Exercise brief: Word for word, reproduce each entry.

Records drawn from a dataset
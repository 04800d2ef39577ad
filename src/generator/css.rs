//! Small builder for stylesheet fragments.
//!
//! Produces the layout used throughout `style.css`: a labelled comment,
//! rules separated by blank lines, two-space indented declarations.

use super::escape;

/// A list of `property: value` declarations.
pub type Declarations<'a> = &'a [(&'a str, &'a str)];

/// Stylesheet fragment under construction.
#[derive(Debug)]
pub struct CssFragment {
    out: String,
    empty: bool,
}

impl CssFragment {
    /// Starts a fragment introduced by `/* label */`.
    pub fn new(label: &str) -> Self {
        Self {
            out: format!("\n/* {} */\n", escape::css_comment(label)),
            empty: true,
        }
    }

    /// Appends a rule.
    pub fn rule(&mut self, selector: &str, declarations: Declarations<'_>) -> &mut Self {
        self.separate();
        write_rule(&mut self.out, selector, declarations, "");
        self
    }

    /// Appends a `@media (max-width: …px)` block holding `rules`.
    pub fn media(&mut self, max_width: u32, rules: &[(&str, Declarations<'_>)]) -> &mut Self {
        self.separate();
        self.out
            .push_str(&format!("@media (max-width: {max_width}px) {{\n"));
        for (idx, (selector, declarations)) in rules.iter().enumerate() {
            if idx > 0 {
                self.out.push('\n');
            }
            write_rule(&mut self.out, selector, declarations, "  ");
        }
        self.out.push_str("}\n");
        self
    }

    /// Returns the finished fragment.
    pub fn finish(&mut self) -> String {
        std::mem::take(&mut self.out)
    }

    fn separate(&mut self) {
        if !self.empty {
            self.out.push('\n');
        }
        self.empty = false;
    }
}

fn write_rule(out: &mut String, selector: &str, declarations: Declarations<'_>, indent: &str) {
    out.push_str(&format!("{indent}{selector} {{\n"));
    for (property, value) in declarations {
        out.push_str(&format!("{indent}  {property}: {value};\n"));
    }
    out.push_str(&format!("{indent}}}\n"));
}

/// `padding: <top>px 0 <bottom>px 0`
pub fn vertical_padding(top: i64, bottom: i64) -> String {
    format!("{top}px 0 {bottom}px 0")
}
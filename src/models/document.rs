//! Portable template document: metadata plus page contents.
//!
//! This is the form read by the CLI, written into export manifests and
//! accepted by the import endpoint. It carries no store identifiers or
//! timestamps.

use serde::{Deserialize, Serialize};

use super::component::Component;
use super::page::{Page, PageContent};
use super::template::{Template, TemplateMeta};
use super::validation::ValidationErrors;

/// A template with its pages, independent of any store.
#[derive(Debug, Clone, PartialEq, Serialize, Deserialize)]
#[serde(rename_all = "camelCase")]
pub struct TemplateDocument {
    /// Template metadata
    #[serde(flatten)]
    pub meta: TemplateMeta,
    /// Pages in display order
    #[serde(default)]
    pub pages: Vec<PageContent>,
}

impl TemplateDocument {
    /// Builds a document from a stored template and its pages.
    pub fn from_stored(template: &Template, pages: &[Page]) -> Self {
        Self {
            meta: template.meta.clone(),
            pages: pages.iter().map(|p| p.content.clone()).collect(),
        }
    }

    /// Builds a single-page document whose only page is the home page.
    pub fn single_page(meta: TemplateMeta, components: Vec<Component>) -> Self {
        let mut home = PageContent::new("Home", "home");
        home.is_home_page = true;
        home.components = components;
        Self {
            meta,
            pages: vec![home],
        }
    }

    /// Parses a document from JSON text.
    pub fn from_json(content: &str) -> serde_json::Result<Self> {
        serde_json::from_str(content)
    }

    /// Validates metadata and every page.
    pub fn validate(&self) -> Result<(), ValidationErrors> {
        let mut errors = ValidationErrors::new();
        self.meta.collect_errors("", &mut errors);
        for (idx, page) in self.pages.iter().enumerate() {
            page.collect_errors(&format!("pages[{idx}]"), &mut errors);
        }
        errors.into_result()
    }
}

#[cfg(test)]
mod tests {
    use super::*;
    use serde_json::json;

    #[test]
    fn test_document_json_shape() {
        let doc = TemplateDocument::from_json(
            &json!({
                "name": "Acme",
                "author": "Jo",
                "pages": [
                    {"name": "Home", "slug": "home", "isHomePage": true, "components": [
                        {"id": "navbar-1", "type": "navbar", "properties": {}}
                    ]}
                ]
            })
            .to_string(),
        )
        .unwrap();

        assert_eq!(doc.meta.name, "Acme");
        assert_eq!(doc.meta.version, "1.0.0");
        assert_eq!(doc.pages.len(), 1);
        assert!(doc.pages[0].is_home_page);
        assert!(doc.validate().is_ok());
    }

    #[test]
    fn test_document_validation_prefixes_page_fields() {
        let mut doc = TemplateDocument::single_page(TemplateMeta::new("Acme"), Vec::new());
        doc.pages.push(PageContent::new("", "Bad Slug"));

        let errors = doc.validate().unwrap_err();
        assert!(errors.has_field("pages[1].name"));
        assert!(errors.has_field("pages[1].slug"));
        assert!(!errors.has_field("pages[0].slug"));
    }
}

Solution for this exercise:
repository 04800d2ef39577ad
filename src/generator/css.rs
//! Small builder for stylesheet fragments.
//!
//! Produces the layout used throughout `style.css`: a labelled comment,
//! rules separated by blank lines, two-space indented declarations.

use super::escape;

/// A list of `property: value` declarations.
pub type Declarations<'a> = &'a [(&'a str, &'a str)];

/// Stylesheet fragment under construction.
#[derive(Debug)]
pub struct CssFragment {
    out: String,
    empty: bool,
}

impl CssFragment {
    /// Starts a fragment introduced by `/* label */`.
    pub fn new(label: &str) -> Self {
        Self {
            out: format!("\n/* {} */\n", escape::css_comment(label)),
            empty: true,
        }
    }

    /// Appends a rule.
    pub fn rule(&mut self, selector: &str, declarations: Declarations<'_>) -> &mut Self {
        self.separate();
        write_rule(&mut self.out, selector, declarations, "");
        self
    }

    /// Appends a `@media (max-width: …px)` block holding `rules`.
    pub fn media(&mut self, max_width: u32, rules: &[(&str, Declarations<'_>)]) -> &mut Self {
        self.separate();
        self.out
            .push_str(&format!("@media (max-width: {max_width}px) {{\n"));
        for (idx, (selector, declarations)) in rules.iter().enumerate() {
            if idx > 0 {
                self.out.push('\n');
            }
            write_rule(&mut self.out, selector, declarations, "  ");
        }
        self.out.push_str("}\n");
        self
    }

    /// Returns the finished fragment.
    pub fn finish(&mut self) -> String {
        std::mem::take(&mut self.out)
    }

    fn separate(&mut self) {
        if !self.empty {
            self.out.push('\n');
        }
        self.empty = false;
    }
}

fn write_rule(out: &mut String, selector: &str, declarations: Declarations<'_>, indent: &str) {
    out.push_str(&format!("{indent}{selector} {{\n"));
    for (property, value) in declarations {
        out.push_str(&format!("{indent}  {property}: {value};\n"));
    }
    out.push_str(&format!("{indent}}}\n"));
}

/// `padding: <top>px 0 <bottom>px 0`
pub fn vertical_padding(top: i64, bottom: i64) -> String {
    format!("{top}px 0 {bottom}px 0")
}
filename src/models/document.rs
//! Portable template document: metadata plus page contents.
//!
//! This is the form read by the CLI, written into export manifests and
//! accepted by the import endpoint. It carries no store identifiers or
//! timestamps.

use serde::{Deserialize, Serialize};

use super::component::Component;
use super::page::{Page, PageContent};
use super::template::{Template, TemplateMeta};
use super::validation::ValidationErrors;

/// A template with its pages, independent of any store.
#[derive(Debug, Clone, PartialEq, Serialize, Deserialize)]
#[serde(rename_all = "camelCase")]
pub struct TemplateDocument {
    /// Template metadata
    #[serde(flatten)]
    pub meta: TemplateMeta,
    /// Pages in display order
    #[serde(default)]
    pub pages: Vec<PageContent>,
}

impl TemplateDocument {
    /// Builds a document from a stored template and its pages.
    pub fn from_stored(template: &Template, pages: &[Page]) -> Self {
        Self {
            meta: template.meta.clone(),
            pages: pages.iter().map(|p| p.content.clone()).collect(),
        }
    }

    /// Builds a single-page document whose only page is the home page.
    pub fn single_page(meta: TemplateMeta, components: Vec<Component>) -> Self {
        let mut home = PageContent::new("Home", "home");
        home.is_home_page = true;
        home.components = components;
        Self {
            meta,
            pages: vec![home],
        }
    }

    /// Parses a document from JSON text.
    pub fn from_json(content: &str) -> serde_json::Result<Self> {
        serde_json::from_str(content)
    }

    /// Validates metadata and every page.
    pub fn validate(&self) -> Result<(), ValidationErrors> {
        let mut errors = ValidationErrors::new();
        self.meta.collect_errors("", &mut errors);
        for (idx, page) in self.pages.iter().enumerate() {
            page.collect_errors(&format!("pages[{idx}]"), &mut errors);
        }
        errors.into_result()
    }
}

#[cfg(test)]
mod tests {
    use super::*;
    use serde_json::json;

    #[test]
    fn test_document_json_shape() {
        let doc = TemplateDocument::from_json(
            &json!({
                "name": "Acme",
                "author": "Jo",
                "pages": [
                    {"name": "Home", "slug": "home", "isHomePage": true, "components": [
                        {"id": "navbar-1", "type": "navbar", "properties": {}}
                    ]}
                ]
            })
            .to_string(),
        )
        .unwrap();

        assert_eq!(doc.meta.name, "Acme");
        assert_eq!(doc.meta.version, "1.0.0");
        assert_eq!(doc.pages.len(), 1);
        assert!(doc.pages[0].is_home_page);
        assert!(doc.validate().is_ok());
    }

    #[test]
    fn test_document_validation_prefixes_page_fields() {
        let mut doc = TemplateDocument::single_page(TemplateMeta::new("Acme"), Vec::new());
        doc.pages.push(PageContent::new("", "Bad Slug"));

        let errors = doc.validate().unwrap_err();
        assert!(errors.has_field("pages[1].name"));
        assert!(errors.has_field("pages[1].slug"));
        assert!(!errors.has_field("pages[0].slug"));
    }
}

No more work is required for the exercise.